Portrait of Joella is a pictorial intervention of Salvador Dalí on a portrait of the gallerist´s wife, Joella Bayer in 1933. It is a work in full development of his paranoiac-critical method, a proposal to allow associations of images with their hidden meanings, often related to sexuality and death.
State of Conservation
The aim of the intervention project is to deal with the work’s state of conservation, which displays a certain degree of instability in the layer of paint. Therefore, it was deemed that the sculpture required an in-depth study of its materials and the techniques used in order to provide suitable methodology to stabilise its constitutive elements and recover its original appearance.
The procedure performed
The restoration work is carried out with the patronage of the Bank of America Merrill Lynch, via their Art Preservation Project.
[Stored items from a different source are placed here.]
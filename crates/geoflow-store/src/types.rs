//! Row types for the geoflow metrics store.
//!
//! Rows are stored as JSON. Telemetry collectors write them; the solver's
//! loader parses them into these types once and rejects rows that do not
//! match. Optional fields carry documented fallbacks downstream.

use std::collections::BTreeMap;

use serde::{Deserialize, Serialize};

use crate::tables;

// ── Datacenter ────────────────────────────────────────────────────

/// Unit of a datacenter's `power_per_gb_s` figure.
#[derive(Debug, Clone, Copy, PartialEq, Eq, Default, Serialize, Deserialize)]
#[serde(rename_all = "snake_case")]
pub enum PowerUnit {
    #[default]
    Kwh,
    Wh,
}

/// Execution profile and pricing for one region.
#[derive(Debug, Clone, PartialEq, Serialize, Deserialize)]
pub struct DatacenterRow {
    pub provider: String,
    pub region_code: String,
    #[serde(default)]
    pub lat: Option<f64>,
    #[serde(default)]
    pub lng: Option<f64>,
    /// Opt-in regions are only used when explicitly allowed.
    #[serde(default)]
    pub opt_in: bool,
    /// USD per GB-second of configured memory.
    pub memory_gb_s_price: f64,
    /// USD per invocation.
    pub invocation_price: f64,
    /// Energy per GB-second, in `power_unit`.
    #[serde(default)]
    pub power_per_gb_s: Option<f64>,
    #[serde(default)]
    pub power_unit: PowerUnit,
    #[serde(default)]
    pub egress: Option<EgressPricing>,
    /// USD charged per invocation on top of execution (e.g. gateway fees).
    #[serde(default)]
    pub fixed_overhead: f64,
    #[serde(default)]
    pub max_memory_mb: Option<u32>,
    #[serde(default)]
    pub max_timeout_s: Option<u32>,
}

/// Per-GB egress price bands out of a region.
#[derive(Debug, Clone, PartialEq, Default, Serialize, Deserialize)]
pub struct EgressPricing {
    /// USD per GB between functions in the same region.
    #[serde(default)]
    pub intra_region: f64,
    /// Bands for transfers to another region of the same provider.
    #[serde(default)]
    pub inter_region: Vec<PriceBand>,
    /// Bands for transfers to another provider. Falls back to `inter_region`.
    #[serde(default)]
    pub inter_provider: Vec<PriceBand>,
}

/// One tier of a tiered price; `up_to_gb = None` is the open-ended tier.
#[derive(Debug, Clone, PartialEq, Serialize, Deserialize)]
pub struct PriceBand {
    #[serde(default)]
    pub up_to_gb: Option<f64>,
    pub price_per_gb: f64,
}

impl EgressPricing {
    /// Price per GB for the band covering `monthly_volume_gb`.
    pub fn band_price(bands: &[PriceBand], monthly_volume_gb: f64) -> Option<f64> {
        let mut sorted: Vec<&PriceBand> = bands.iter().collect();
        sorted.sort_by(|a, b| {
            let a = a.up_to_gb.unwrap_or(f64::INFINITY);
            let b = b.up_to_gb.unwrap_or(f64::INFINITY);
            a.total_cmp(&b)
        });
        sorted
            .iter()
            .find(|band| band.up_to_gb.is_none_or(|cap| monthly_volume_gb < cap))
            .or(sorted.last())
            .map(|band| band.price_per_gb)
    }
}

// ── Carbon & network ──────────────────────────────────────────────

#[derive(Debug, Clone, PartialEq, Serialize, Deserialize)]
pub struct GridCarbonRow {
    pub provider: String,
    pub region_code: String,
    /// Unix timestamp (seconds) of the bucket.
    pub timestamp: u64,
    /// `null` when the collector had no reading for the bucket.
    #[serde(default)]
    pub carbon_intensity_gco2_per_kwh: Option<f64>,
}

/// Measured latency between two regions, in seconds.
#[derive(Debug, Clone, PartialEq, Serialize, Deserialize)]
pub struct NetworkLatencyRow {
    pub provider_from: String,
    pub region_from: String,
    pub provider_to: String,
    pub region_to: String,
    pub timestamp: u64,
    /// `null` when no probe completed in the bucket.
    #[serde(default)]
    pub avg: Option<f64>,
    #[serde(default)]
    pub p50: Option<f64>,
    #[serde(default)]
    pub p90: Option<f64>,
    #[serde(default)]
    pub p95: Option<f64>,
    #[serde(default)]
    pub p99: Option<f64>,
}

impl NetworkLatencyRow {
    /// Tail latency: p95, else p99, else p90, else the average.
    pub fn tail(&self) -> Option<f64> {
        self.p95.or(self.p99).or(self.p90).or(self.avg)
    }
}

#[derive(Debug, Clone, PartialEq, Serialize, Deserialize)]
pub struct TransmissionCarbonRow {
    pub provider_from: String,
    pub region_from: String,
    pub provider_to: String,
    pub region_to: String,
    pub gco2_per_gb: f64,
}

// ── Workflow ──────────────────────────────────────────────────────

/// Structure and placement constraints of a deployed workflow.
#[derive(Debug, Clone, PartialEq, Serialize, Deserialize)]
pub struct WorkflowConfigRow {
    pub workflow_id: String,
    pub instances: Vec<InstanceSpec>,
    #[serde(default)]
    pub edges: Vec<EdgeSpec>,
    /// Providers every instance may use. `None` allows all.
    #[serde(default)]
    pub providers: Option<Vec<String>>,
    /// Workflow-wide allow-list (`provider:region`). `None` allows all.
    #[serde(default)]
    pub allowed_regions: Option<Vec<String>>,
    #[serde(default)]
    pub disallowed_regions: Vec<String>,
}

#[derive(Debug, Clone, PartialEq, Serialize, Deserialize)]
pub struct InstanceSpec {
    pub name: String,
    #[serde(default)]
    pub entry_point: bool,
    #[serde(default)]
    pub sync: bool,
    pub memory_mb: u32,
    pub timeout_s: u32,
    #[serde(default)]
    pub allowed_regions: Option<Vec<String>>,
    #[serde(default)]
    pub disallowed_regions: Vec<String>,
    #[serde(default)]
    pub providers: Option<Vec<String>>,
    #[serde(default)]
    pub environment_variables: BTreeMap<String, String>,
}

#[derive(Debug, Clone, PartialEq, Eq, Serialize, Deserialize)]
pub struct EdgeSpec {
    pub from: String,
    pub to: String,
}

/// Recorded workload statistics of a workflow.
///
/// Region keys are written `provider:region`.
#[derive(Debug, Clone, PartialEq, Default, Serialize, Deserialize)]
pub struct WorkflowStatisticsRow {
    pub workflow_id: String,
    /// instance → region → runtime summary.
    #[serde(default)]
    pub execution_summary: BTreeMap<String, BTreeMap<String, ExecutionSummary>>,
    /// caller → callee → invocation summary.
    #[serde(default)]
    pub invocation_summary: BTreeMap<String, BTreeMap<String, InvocationSummary>>,
}

/// Runtime of one instance in one region, in seconds. `null` means missing.
#[derive(Debug, Clone, Copy, PartialEq, Default, Serialize, Deserialize)]
pub struct ExecutionSummary {
    #[serde(default)]
    pub avg_runtime: Option<f64>,
    #[serde(default)]
    pub tail_runtime: Option<f64>,
}

#[derive(Debug, Clone, PartialEq, Default, Serialize, Deserialize)]
pub struct InvocationSummary {
    #[serde(default)]
    pub probability: Option<f64>,
    #[serde(default)]
    pub avg_size_gb: Option<f64>,
    /// caller region → callee region → observed latency.
    #[serde(default)]
    pub latencies: BTreeMap<String, BTreeMap<String, RouteLatency>>,
}

#[derive(Debug, Clone, Copy, PartialEq, Default, Serialize, Deserialize)]
pub struct RouteLatency {
    #[serde(default)]
    pub avg: Option<f64>,
    #[serde(default)]
    pub tail: Option<f64>,
}

// ── Keys ──────────────────────────────────────────────────────────

impl DatacenterRow {
    /// Build the key for the datacenter_info table.
    pub fn table_key(&self) -> String {
        tables::region_key(&self.provider, &self.region_code)
    }
}

impl GridCarbonRow {
    /// Build the key for the grid_carbon table.
    pub fn table_key(&self) -> String {
        tables::region_time_key(&self.provider, &self.region_code, self.timestamp)
    }
}

impl NetworkLatencyRow {
    /// Build the key for the network_latency table.
    pub fn table_key(&self) -> String {
        tables::pair_time_key(
            (&self.provider_from, &self.region_from),
            (&self.provider_to, &self.region_to),
            self.timestamp,
        )
    }
}

impl TransmissionCarbonRow {
    /// Build the key for the transmission_carbon table.
    pub fn table_key(&self) -> String {
        tables::pair_key(
            (&self.provider_from, &self.region_from),
            (&self.provider_to, &self.region_to),
        )
    }
}

impl WorkflowConfigRow {
    pub fn table_key(&self) -> String {
        self.workflow_id.clone()
    }
}

impl WorkflowStatisticsRow {
    pub fn table_key(&self) -> String {
        self.workflow_id.clone()
    }
}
The intervention project is made up of three stages: a study phase, a treatment phase and a report-writing phase. It is currently in the study phase, which involves a full analytical examination and a documentary study of the work to enable the factors and causes of its deterioration to be assessed. Therefore, diverse analysis methods are employed, for instance a multispectral study of images with infrared reflectography, ultraviolet light, visible light, X-rays and spectral radiation and reflectance. Similarly, to identify the materials present optical and electronic microscopy, infrared spectroscopy, pyrolysis, gas chromatography and mass spectrometry techniques are used.